## Input

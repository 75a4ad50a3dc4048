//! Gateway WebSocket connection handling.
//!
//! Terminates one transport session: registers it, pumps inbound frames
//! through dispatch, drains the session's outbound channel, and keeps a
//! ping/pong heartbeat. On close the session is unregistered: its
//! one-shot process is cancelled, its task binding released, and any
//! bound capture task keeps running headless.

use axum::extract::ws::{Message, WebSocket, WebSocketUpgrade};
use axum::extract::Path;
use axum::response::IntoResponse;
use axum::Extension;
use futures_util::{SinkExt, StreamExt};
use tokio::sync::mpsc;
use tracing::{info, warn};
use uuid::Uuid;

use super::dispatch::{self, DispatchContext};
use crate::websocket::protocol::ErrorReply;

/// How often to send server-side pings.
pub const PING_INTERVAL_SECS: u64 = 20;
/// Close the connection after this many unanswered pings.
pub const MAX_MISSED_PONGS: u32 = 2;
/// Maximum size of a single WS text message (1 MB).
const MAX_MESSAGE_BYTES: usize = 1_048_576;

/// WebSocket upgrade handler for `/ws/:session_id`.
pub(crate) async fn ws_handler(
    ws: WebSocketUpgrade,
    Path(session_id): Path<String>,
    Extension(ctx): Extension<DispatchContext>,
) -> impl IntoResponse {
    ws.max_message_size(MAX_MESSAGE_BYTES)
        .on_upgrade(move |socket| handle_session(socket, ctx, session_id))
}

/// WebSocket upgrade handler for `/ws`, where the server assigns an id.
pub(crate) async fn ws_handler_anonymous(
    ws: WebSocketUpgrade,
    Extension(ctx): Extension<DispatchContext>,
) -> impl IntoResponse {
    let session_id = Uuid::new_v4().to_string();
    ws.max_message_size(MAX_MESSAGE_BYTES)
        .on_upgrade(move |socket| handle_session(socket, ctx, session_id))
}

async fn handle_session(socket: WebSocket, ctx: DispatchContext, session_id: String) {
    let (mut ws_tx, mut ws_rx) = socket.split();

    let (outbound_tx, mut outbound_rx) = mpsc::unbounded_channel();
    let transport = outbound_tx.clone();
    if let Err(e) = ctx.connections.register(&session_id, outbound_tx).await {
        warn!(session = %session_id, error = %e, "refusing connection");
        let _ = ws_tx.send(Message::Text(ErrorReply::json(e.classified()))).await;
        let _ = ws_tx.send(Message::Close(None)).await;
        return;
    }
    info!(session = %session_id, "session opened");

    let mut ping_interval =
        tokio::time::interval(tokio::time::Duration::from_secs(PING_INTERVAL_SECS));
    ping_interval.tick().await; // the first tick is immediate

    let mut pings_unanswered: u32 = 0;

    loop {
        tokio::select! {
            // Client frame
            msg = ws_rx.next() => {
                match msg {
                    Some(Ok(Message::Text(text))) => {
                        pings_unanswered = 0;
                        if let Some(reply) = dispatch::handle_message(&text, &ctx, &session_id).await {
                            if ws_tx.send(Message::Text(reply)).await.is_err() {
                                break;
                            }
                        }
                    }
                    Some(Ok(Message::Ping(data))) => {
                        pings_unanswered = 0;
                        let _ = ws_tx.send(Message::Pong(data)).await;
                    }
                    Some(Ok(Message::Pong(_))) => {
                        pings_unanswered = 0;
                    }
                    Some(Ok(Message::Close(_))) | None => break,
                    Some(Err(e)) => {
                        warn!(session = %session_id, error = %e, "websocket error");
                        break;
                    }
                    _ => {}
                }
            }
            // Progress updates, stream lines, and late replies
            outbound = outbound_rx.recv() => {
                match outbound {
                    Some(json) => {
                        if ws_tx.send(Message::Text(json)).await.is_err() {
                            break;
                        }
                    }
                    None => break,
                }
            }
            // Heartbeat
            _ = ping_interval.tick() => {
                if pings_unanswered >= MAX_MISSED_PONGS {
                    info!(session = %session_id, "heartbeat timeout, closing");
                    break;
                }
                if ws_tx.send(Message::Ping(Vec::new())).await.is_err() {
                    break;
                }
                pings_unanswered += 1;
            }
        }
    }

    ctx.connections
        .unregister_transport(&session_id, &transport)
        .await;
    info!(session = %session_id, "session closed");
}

## Exercise
All records are to be printed again, exactly and completely.

## Your solution
repository 75a4ad50a3dc4048
//! Gateway WebSocket connection handling.
//!
//! Terminates one transport session: registers it, pumps inbound frames
//! through dispatch, drains the session's outbound channel, and keeps a
//! ping/pong heartbeat. On close the session is unregistered: its
//! one-shot process is cancelled, its task binding released, and any
//! bound capture task keeps running headless.

use axum::extract::ws::{Message, WebSocket, WebSocketUpgrade};
use axum::extract::Path;
use axum::response::IntoResponse;
use axum::Extension;
use futures_util::{SinkExt, StreamExt};
use tokio::sync::mpsc;
use tracing::{info, warn};
use uuid::Uuid;

use super::dispatch::{self, DispatchContext};
use crate::websocket::protocol::ErrorReply;

/// How often to send server-side pings.
pub const PING_INTERVAL_SECS: u64 = 20;
/// Close the connection after this many unanswered pings.
pub const MAX_MISSED_PONGS: u32 = 2;
/// Maximum size of a single WS text message (1 MB).
const MAX_MESSAGE_BYTES: usize = 1_048_576;

/// WebSocket upgrade handler for `/ws/:session_id`.
pub(crate) async fn ws_handler(
    ws: WebSocketUpgrade,
    Path(session_id): Path<String>,
    Extension(ctx): Extension<DispatchContext>,
) -> impl IntoResponse {
    ws.max_message_size(MAX_MESSAGE_BYTES)
        .on_upgrade(move |socket| handle_session(socket, ctx, session_id))
}

/// WebSocket upgrade handler for `/ws`, where the server assigns an id.
pub(crate) async fn ws_handler_anonymous(
    ws: WebSocketUpgrade,
    Extension(ctx): Extension<DispatchContext>,
) -> impl IntoResponse {
    let session_id = Uuid::new_v4().to_string();
    ws.max_message_size(MAX_MESSAGE_BYTES)
        .on_upgrade(move |socket| handle_session(socket, ctx, session_id))
}

async fn handle_session(socket: WebSocket, ctx: DispatchContext, session_id: String) {
    let (mut ws_tx, mut ws_rx) = socket.split();

    let (outbound_tx, mut outbound_rx) = mpsc::unbounded_channel();
    let transport = outbound_tx.clone();
    if let Err(e) = ctx.connections.register(&session_id, outbound_tx).await {
        warn!(session = %session_id, error = %e, "refusing connection");
        let _ = ws_tx.send(Message::Text(ErrorReply::json(e.classified()))).await;
        let _ = ws_tx.send(Message::Close(None)).await;
        return;
    }
    info!(session = %session_id, "session opened");

    let mut ping_interval =
        tokio::time::interval(tokio::time::Duration::from_secs(PING_INTERVAL_SECS));
    ping_interval.tick().await; // the first tick is immediate

    let mut pings_unanswered: u32 = 0;

    loop {
        tokio::select! {
            // Client frame
            msg = ws_rx.next() => {
                match msg {
                    Some(Ok(Message::Text(text))) => {
                        pings_unanswered = 0;
                        if let Some(reply) = dispatch::handle_message(&text, &ctx, &session_id).await {
                            if ws_tx.send(Message::Text(reply)).await.is_err() {
                                break;
                            }
                        }
                    }
                    Some(Ok(Message::Ping(data))) => {
                        pings_unanswered = 0;
                        let _ = ws_tx.send(Message::Pong(data)).await;
                    }
                    Some(Ok(Message::Pong(_))) => {
                        pings_unanswered = 0;
                    }
                    Some(Ok(Message::Close(_))) | None => break,
                    Some(Err(e)) => {
                        warn!(session = %session_id, error = %e, "websocket error");
                        break;
                    }
                    _ => {}
                }
            }
            // Progress updates, stream lines, and late replies
            outbound = outbound_rx.recv() => {
                match outbound {
                    Some(json) => {
                        if ws_tx.send(Message::Text(json)).await.is_err() {
                            break;
                        }
                    }
                    None => break,
                }
            }
            // Heartbeat
            _ = ping_interval.tick() => {
                if pings_unanswered >= MAX_MISSED_PONGS {
                    info!(session = %session_id, "heartbeat timeout, closing");
                    break;
                }
                if ws_tx.send(Message::Ping(Vec::new())).await.is_err() {
                    break;
                }
                pings_unanswered += 1;
            }
        }
    }

    ctx.connections
        .unregister_transport(&session_id, &transport)
        .await;
    info!(session = %session_id, "session closed");
}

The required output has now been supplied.